Norris Wong Yee-lam (; born 1980s; ) is a Hong Kong novelist, songwriter, screenwriter, and director. She made her feature length directorial debut with My Prince Edward (2019), for which she won the Award for Best New Director and was nominated for Best Screenplay at the 39th Hong Kong Film Awards.

Early life 
Wong grew up in Prince Edward, Hong Kong.

Wong received her first degree in biology.

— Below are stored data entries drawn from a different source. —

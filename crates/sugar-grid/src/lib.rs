//! `sugar-grid` — spatial storage for the sugarscape workspace.
//!
//! Two things live here:
//!
//! - [`MultiGrid`]: a dense `width × height` lattice of per-cell occupant
//!   lists.  Non-toroidal: edges clip, nothing wraps.  Cells hold any number
//!   of occupants, so crowded initial placement is well-defined.
//! - [`SugarMap`]: the static resource-distribution input — a plain-text
//!   numeric matrix giving each cell's maximum sugar capacity, parsed once
//!   at model construction.

pub mod error;
pub mod grid;
pub mod map;


pub use error::{GridError, GridResult, MapError, MapResult};
pub use grid::MultiGrid;
pub use map::SugarMap;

She received her master's degree from Hong Kong Baptist University's film school in 2012. After graduation, she focused on writing due to the lack of opportunities for new directors.

Career 
After graduation, she got a job at television station HKTV, which had just opened, as a screenwriter.

Wong wrote the script for My Prince Edward  about a newly engaged Hong Kong woman trying to get from her past secret sham marriage in May 2017. The film received funding from the First Feature Film Initiative. Stephy Tang signed on after reading the script through the program. The film has gone on to be nominated in several Asian film award ceremonies, including at the 56th Golden Horse Awards and the 39th Hong Kong Film Awards, where Wong won the Award for Best New Director.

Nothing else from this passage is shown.